Staffing an online newspaper is full of issues whether a paper is a weekly, metro daily or somewhere in-between. Here are six principles for making decisions about staffing for online newspaper publishing.

1. Cost allocation. In a time of tight profits and soft revenue, the first principle of staff reorganization is cost neutrality. A good plan doesn’t require more staff or higher pay. It is simply a matter of good planning.

2. Communication. The staff needs to know why the changes are being made and how it will impact them. Paradigm shifts for a staff that has been doing a business the same way for decades is difficult at best. Prepare them not just for weeks but for months. Keep talking it up until they are used to the idea and start to make the shift in their own minds before they make the actual shift in duties. Otherwise, resistance and conflict are likely with certain staffers.

3. Staff allocation. Dedicate 5-10 percent of total staff time to the Web site in order to get online ad revenues to 5-10 percent of newspaper ad revenues. This ratio is a standard in the industry. So the average staffer should be spending two to four hours a week with online duties.

4. Job descriptions. An important part of shifting print staff to do online newspaper publishing is making changes to their job descriptions. An AE can easily upsell a print display ad. A classified rep can easily upsell a liner. Likewise, the same is true of an editor who can put a story online. But they can’t do more. Something has to give. If the AEs have fewer accounts, they now have more time. If the news hole is smaller, the editors now have more time.

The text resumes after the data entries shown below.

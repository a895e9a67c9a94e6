//! Parameter extraction, validation and type coercion.

use std::collections::{BTreeMap, HashMap};
use std::fmt;
use std::sync::OnceLock;

use chrono::{NaiveDate, NaiveDateTime, Timelike};
use regex::Regex;

use crate::catalog::QueryDefinition;
use crate::value::{ParamType, ParamValue, DATETIME_FORMAT, DATE_FORMAT};

/// Parameter name → coerced value, for every parameter that resolved.
pub type ResolvedParams = BTreeMap<String, ParamValue>;

/// Collected per-parameter validation failures (name → message).
#[derive(Debug, Clone, Default, PartialEq, Eq)]
pub struct ValidationErrors(BTreeMap<String, String>);

impl ValidationErrors {
    pub fn insert(&mut self, name: impl Into<String>, message: impl Into<String>) {
        self.0.insert(name.into(), message.into());
    }

    pub fn get(&self, name: &str) -> Option<&str> {
        self.0.get(name).map(String::as_str)
    }

    pub fn contains(&self, name: &str) -> bool {
        self.0.contains_key(name)
    }

    pub fn is_empty(&self) -> bool {
        self.0.is_empty()
    }

    pub fn len(&self) -> usize {
        self.0.len()
    }

    pub fn as_map(&self) -> &BTreeMap<String, String> {
        &self.0
    }
}

impl fmt::Display for ValidationErrors {
    fn fmt(&self, f: &mut fmt::Formatter<'_>) -> fmt::Result {
        let parts: Vec<String> = self.0.iter().map(|(k, v)| format!("{k}: {v}")).collect();
        f.write_str(&parts.join("; "))
    }
}

impl std::error::Error for ValidationErrors {}

/// Boolean literals accepted for `boolean` parameters
fn parse_bool(raw: &str) -> Result<bool, String> {
    match raw {
        "1" | "t" | "T" | "TRUE" | "true" | "True" => Ok(true),
        "0" | "f" | "F" | "FALSE" | "false" | "False" => Ok(false),
        _ => Err(format!("invalid boolean literal {raw:?}")),
    }
}

/// Coerce one raw string into the declared type.
pub fn coerce_value(raw: &str, param_type: &ParamType) -> Result<ParamValue, String> {
    match param_type {
        ParamType::String | ParamType::Other(_) => Ok(ParamValue::String(raw.to_string())),
        ParamType::Integer => raw
            .parse::<i64>()
            .map(ParamValue::Integer)
            .map_err(|e| e.to_string()),
        ParamType::Number => {
            let n = raw.parse::<f64>().map_err(|e| e.to_string())?;
            if n.is_finite() {
                Ok(ParamValue::Number(n))
            } else {
                Err(format!("{raw:?} is not a finite number"))
            }
        }
        ParamType::Boolean => parse_bool(raw).map(ParamValue::Boolean),
        ParamType::Date => {
            if !date_shape().is_match(raw) {
                return Err(format!("{raw:?} does not match YYYY-MM-DD"));
            }
            NaiveDate::parse_from_str(raw, DATE_FORMAT)
                .map(ParamValue::Date)
                .map_err(|e| format!("{e} (want YYYY-MM-DD)"))
        }
        ParamType::DateTime => {
            if !datetime_shape().is_match(raw) {
                return Err(format!("{raw:?} does not match YYYY-MM-DD HH:MM:SS"));
            }
            let dt = NaiveDateTime::parse_from_str(raw, DATETIME_FORMAT)
                .map_err(|e| format!("{e} (want YYYY-MM-DD HH:MM:SS)"))?;
            // chrono represents second 60 as a leap-second nanosecond overflow
            if dt.nanosecond() >= 1_000_000_000 {
                return Err("second out of range".to_string());
            }
            Ok(ParamValue::DateTime(dt))
        }
    }
}

// chrono's parser accepts short fields and signed years; the wire format is fixed-width.
fn date_shape() -> &'static Regex {
    static DATE: OnceLock<Regex> = OnceLock::new();
    DATE.get_or_init(|| Regex::new(r"^[0-9]{4}-[0-9]{2}-[0-9]{2}$").expect("valid date pattern"))
}

fn datetime_shape() -> &'static Regex {
    static DATETIME: OnceLock<Regex> = OnceLock::new();
    DATETIME.get_or_init(|| {
        Regex::new(r"^[0-9]{4}-[0-9]{2}-[0-9]{2} [0-9]{2}:[0-9]{2}:[0-9]{2}$").expect("valid datetime pattern")
    })
}

/// Resolve every declared parameter of `definition` from the raw query string.
///
/// Failures are collected across all parameters rather than stopping at the
/// first. An empty raw value counts as absent.
pub fn resolve_parameters(
    definition: &QueryDefinition,
    raw: &HashMap<String, String>,
) -> Result<ResolvedParams, ValidationErrors> {
    let mut resolved = ResolvedParams::new();
    let mut errors = ValidationErrors::default();

    for param in &definition.parameters {
        let supplied = raw.get(&param.name).map(String::as_str).filter(|v| !v.is_empty());

        let value = match (supplied, &param.default_value) {
            (Some(value), _) => value,
            (None, _) if param.required => {
                errors.insert(&param.name, "required parameter not provided");
                continue;
            }
            (None, Some(default)) => default.as_str(),
            (None, None) => continue,
        };

        match coerce_value(value, &param.param_type) {
            Ok(coerced) => {
                resolved.insert(param.name.clone(), coerced);
            }
            Err(e) => errors.insert(
                &param.name,
                format!("invalid type: expected {}, error: {e}", param.param_type),
            ),
        }
    }

    if errors.is_empty() {
        Ok(resolved)
    } else {
        Err(errors)
    }
}

#[cfg(test)]
mod tests {
    use super::*;
    use crate::catalog::fixtures::*;

    fn raw(pairs: &[(&str, &str)]) -> HashMap<String, String> {
        pairs
            .iter()
            .map(|(k, v)| ((*k).to_string(), (*v).to_string()))
            .collect()
    }

    #[test]
    fn test_integer_coercion() {
        assert_eq!(
            coerce_value("42", &ParamType::Integer),
            Ok(ParamValue::Integer(42))
        );
        assert_eq!(
            coerce_value("-7", &ParamType::Integer),
            Ok(ParamValue::Integer(-7))
        );
        assert!(coerce_value("4.2", &ParamType::Integer).is_err());
        assert!(coerce_value("abc", &ParamType::Integer).is_err());
    }

    #[test]
    fn test_number_coercion_rejects_non_finite() {
        assert_eq!(
            coerce_value("2.5", &ParamType::Number),
            Ok(ParamValue::Number(2.5))
        );
        assert!(coerce_value("NaN", &ParamType::Number).is_err());
        assert!(coerce_value("inf", &ParamType::Number).is_err());
    }

    #[test]
    fn test_boolean_literals() {
        for lit in ["1", "t", "T", "TRUE", "true", "True"] {
            assert_eq!(
                coerce_value(lit, &ParamType::Boolean),
                Ok(ParamValue::Boolean(true))
            );
        }
        for lit in ["0", "f", "F", "FALSE", "false", "False"] {
            assert_eq!(
                coerce_value(lit, &ParamType::Boolean),
                Ok(ParamValue::Boolean(false))
            );
        }
        assert!(coerce_value("yes", &ParamType::Boolean).is_err());
        assert!(coerce_value("tRuE", &ParamType::Boolean).is_err());
    }

    #[test]
    fn test_date_and_datetime_patterns() {
        let d = coerce_value("2024-02-29", &ParamType::Date).unwrap();
        assert_eq!(d.to_string(), "2024-02-29");
        assert!(coerce_value("2023-02-29", &ParamType::Date).is_err());
        assert!(coerce_value("29/02/2024", &ParamType::Date).is_err());

        let dt = coerce_value("2024-02-29 13:45:00", &ParamType::DateTime).unwrap();
        assert_eq!(dt.to_string(), "2024-02-29 13:45:00");
        assert!(coerce_value("2024-02-29T13:45:00", &ParamType::DateTime).is_err());
    }

    #[test]
    fn test_date_fields_must_be_fixed_width() {
        for raw in ["2024-1-5", "24-01-05", "+2024-01-05", "2024-01-05 ", "02024-01-05"] {
            assert!(
                coerce_value(raw, &ParamType::Date).is_err(),
                "{raw:?} should be rejected"
            );
        }
        for raw in [
            "2024-01-05 1:2:3",
            "2024-1-05 01:02:03",
            "2024-01-05 23:59:60",
            "2024-01-05  01:02:03",
        ] {
            assert!(
                coerce_value(raw, &ParamType::DateTime).is_err(),
                "{raw:?} should be rejected"
            );
        }
        assert!(coerce_value("2024-01-05 23:59:59", &ParamType::DateTime).is_ok());
    }

    #[test]
    fn test_unknown_type_falls_back_to_string() {
        let ty = ParamType::parse("uuid");
        assert_eq!(
            coerce_value("abc", &ty),
            Ok(ParamValue::String("abc".to_string()))
        );
    }

    #[test]
    fn test_required_missing_is_reported() {
        let def = definition(
            "employees-by-department",
            vec![param("department", "integer", 1, true)],
        );
        let errors = resolve_parameters(&def, &raw(&[])).unwrap_err();
        assert!(errors.contains("department"));
        assert_eq!(
            errors.get("department"),
            Some("required parameter not provided")
        );
    }

    #[test]
    fn test_empty_value_counts_as_absent() {
        let def = definition("q", vec![param("department", "integer", 1, true)]);
        let errors = resolve_parameters(&def, &raw(&[("department", "")])).unwrap_err();
        assert!(errors.contains("department"));
    }

    #[test]
    fn test_invalid_integer_cites_type() {
        let def = definition("q", vec![param("department", "integer", 1, true)]);
        let errors = resolve_parameters(&def, &raw(&[("department", "abc")])).unwrap_err();
        let message = errors.get("department").unwrap();
        assert!(message.contains("integer"), "got: {message}");
    }

    #[test]
    fn test_errors_are_collected_not_fail_fast() {
        let def = definition(
            "q",
            vec![
                param("a", "integer", 1, true),
                param("b", "date", 2, true),
                param("c", "boolean", 3, false),
            ],
        );
        let errors =
            resolve_parameters(&def, &raw(&[("b", "not-a-date"), ("c", "maybe")])).unwrap_err();
        assert_eq!(errors.len(), 3);
        assert!(errors.contains("a"));
        assert!(errors.contains("b"));
        assert!(errors.contains("c"));
    }

    #[test]
    fn test_optional_without_default_is_unset() {
        let def = definition(
            "q",
            vec![param("a", "integer", 1, true), param("b", "string", 2, false)],
        );
        let resolved = resolve_parameters(&def, &raw(&[("a", "1")])).unwrap();
        assert_eq!(resolved.len(), 1);
        assert!(!resolved.contains_key("b"));
    }

    #[test]
    fn test_default_is_coerced_like_input() {
        let mut p = param("limit", "integer", 1, false);
        p.default_value = Some("100".to_string());
        let def = definition("q", vec![p]);

        let resolved = resolve_parameters(&def, &raw(&[])).unwrap();
        assert_eq!(resolved["limit"], ParamValue::Integer(100));

        let resolved = resolve_parameters(&def, &raw(&[("limit", "5")])).unwrap();
        assert_eq!(resolved["limit"], ParamValue::Integer(5));
    }

    #[test]
    fn test_bad_default_is_validation_error() {
        let mut p = param("limit", "integer", 1, false);
        p.default_value = Some("lots".to_string());
        let def = definition("q", vec![p]);
        assert!(resolve_parameters(&def, &raw(&[])).unwrap_err().contains("limit"));
    }

    #[test]
    fn test_required_ignores_default() {
        let mut p = param("a", "integer", 1, true);
        p.default_value = Some("1".to_string());
        let def = definition("q", vec![p]);
        assert!(resolve_parameters(&def, &raw(&[])).is_err());
    }

    #[test]
    fn test_undeclared_params_are_ignored() {
        let def = definition("q", vec![param("a", "integer", 1, true)]);
        let resolved =
            resolve_parameters(&def, &raw(&[("a", "3"), ("utm_source", "mail")])).unwrap();
        assert_eq!(resolved.len(), 1);
    }

    #[test]
    fn test_validation_errors_display() {
        let mut errors = ValidationErrors::default();
        errors.insert("b", "bad");
        errors.insert("a", "missing");
        assert_eq!(errors.to_string(), "a: missing; b: bad");
    }
}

5. Training. Schedule quarterly training, even if it is only an hour. New habits take time to establish. New employees get hired. People sometimes revert to old ways. The lack of training — or in reality consistent reminders about new tasks and responsibilities — is one of the most common causes of failure or slow rollout of a staff that manages both print and online.

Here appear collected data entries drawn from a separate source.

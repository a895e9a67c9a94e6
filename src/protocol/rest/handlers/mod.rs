//! REST API Handlers
//!
//! Contains all HTTP endpoint handlers organized by domain.

pub mod admin;
pub mod query;
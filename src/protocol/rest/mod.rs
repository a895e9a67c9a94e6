//! HTTP API Module
//!
//! Routes, CORS and server lifecycle for the query API.

pub mod dto;
pub mod error;
pub mod handlers;

use std::net::SocketAddr;
use std::sync::Arc;

use axum::{routing::get, Extension, Router};
use tower_http::cors::{Any, CorsLayer};
use tracing::{info, warn};

use crate::config::ServerConfig;
use crate::protocol::Handler;

use self::handlers::{admin, query};

/// Creates the Axum router
pub fn create_router(handler: Arc<Handler>, config: &ServerConfig) -> Router {
    let cors = if !config.cors_origins.is_empty() {
        // Explicit origins configured: restrict to those
        let origins: Vec<_> = config
            .cors_origins
            .iter()
            .filter_map(|s| {
                let parsed = s.parse();
                if parsed.is_err() {
                    warn!(origin = %s, "invalid_cors_origin_ignored");
                }
                parsed.ok()
            })
            .collect();
        Some(
            CorsLayer::new()
                .allow_origin(origins)
                .allow_methods(Any)
                .allow_headers(Any),
        )
    } else if config.cors_allow_all {
        Some(CorsLayer::permissive())
    } else {
        None
    };

    let mut app = Router::new()
        .route("/health", get(admin::health))
        .route("/api/queries", get(query::list_queries))
        .route("/api/query/:slug", get(query::execute_query))
        .layer(Extension(handler));

    if let Some(cors) = cors {
        app = app.layer(cors);
    }

    app
}

/// Starts the HTTP server and serves until `shutdown` resolves.
///
/// In-flight requests are allowed to finish before this returns.
pub async fn start_http_server<F>(
    handler: Arc<Handler>,
    config: &ServerConfig,
    shutdown: F,
) -> Result<(), Box<dyn std::error::Error + Send + Sync>>
where
    F: std::future::Future<Output = ()> + Send + 'static,
{
    let app = create_router(handler, config);
    let addr: SocketAddr = config.bind_addr().parse()?;

    let socket = if addr.is_ipv6() {
        tokio::net::TcpSocket::new_v6()?
    } else {
        tokio::net::TcpSocket::new_v4()?
    };
    socket.set_reuseaddr(true)?;
    socket.bind(addr)?;
    let listener = socket.listen(1024)?;

    info!(%addr, "http_server_listening");
    axum::serve(
        listener,
        app.into_make_service_with_connect_info::<SocketAddr>(),
    )
    .with_graceful_shutdown(shutdown)
    .await?;

    info!("http_server_stopped");
    Ok(())
}

/// Resolves on SIGINT (ctrl-c) or SIGTERM.
pub async fn shutdown_signal() {
    let ctrl_c = async {
        if let Err(e) = tokio::signal::ctrl_c().await {
            warn!(error = %e, "ctrl_c_handler_unavailable");
            std::future::pending::<()>().await;
        }
    };

    #[cfg(unix)]
    let terminate = async {
        match tokio::signal::unix::signal(tokio::signal::unix::SignalKind::terminate()) {
            Ok(mut signal) => {
                signal.recv().await;
            }
            Err(e) => {
                warn!(error = %e, "sigterm_handler_unavailable");
                std::future::pending::<()>().await;
            }
        }
    };

    #[cfg(not(unix))]
    let terminate = std::future::pending::<()>();

    tokio::select! {
        () = ctrl_c => {},
        () = terminate => {},
    }

    info!("shutdown_signal_received");
}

6. Compensation. “You’re asking me to do more, so you should pay me more.” That’s a frequent response to a major shift in responsibility. The answer lies in the job descriptions and a provable increase in workload. Review the news hole, the number of stories written per week, number of accounts, revenue results and other measureable means of tracking workload. Good judgment and common sense will resolve the issue eventually.

Before any other consideration, a good human resource plan is essential in achieving goals for online newspaper publishing. It’s the people who achieve the results.

2 Responses to “Staffing Guidelines for Online Newspapers”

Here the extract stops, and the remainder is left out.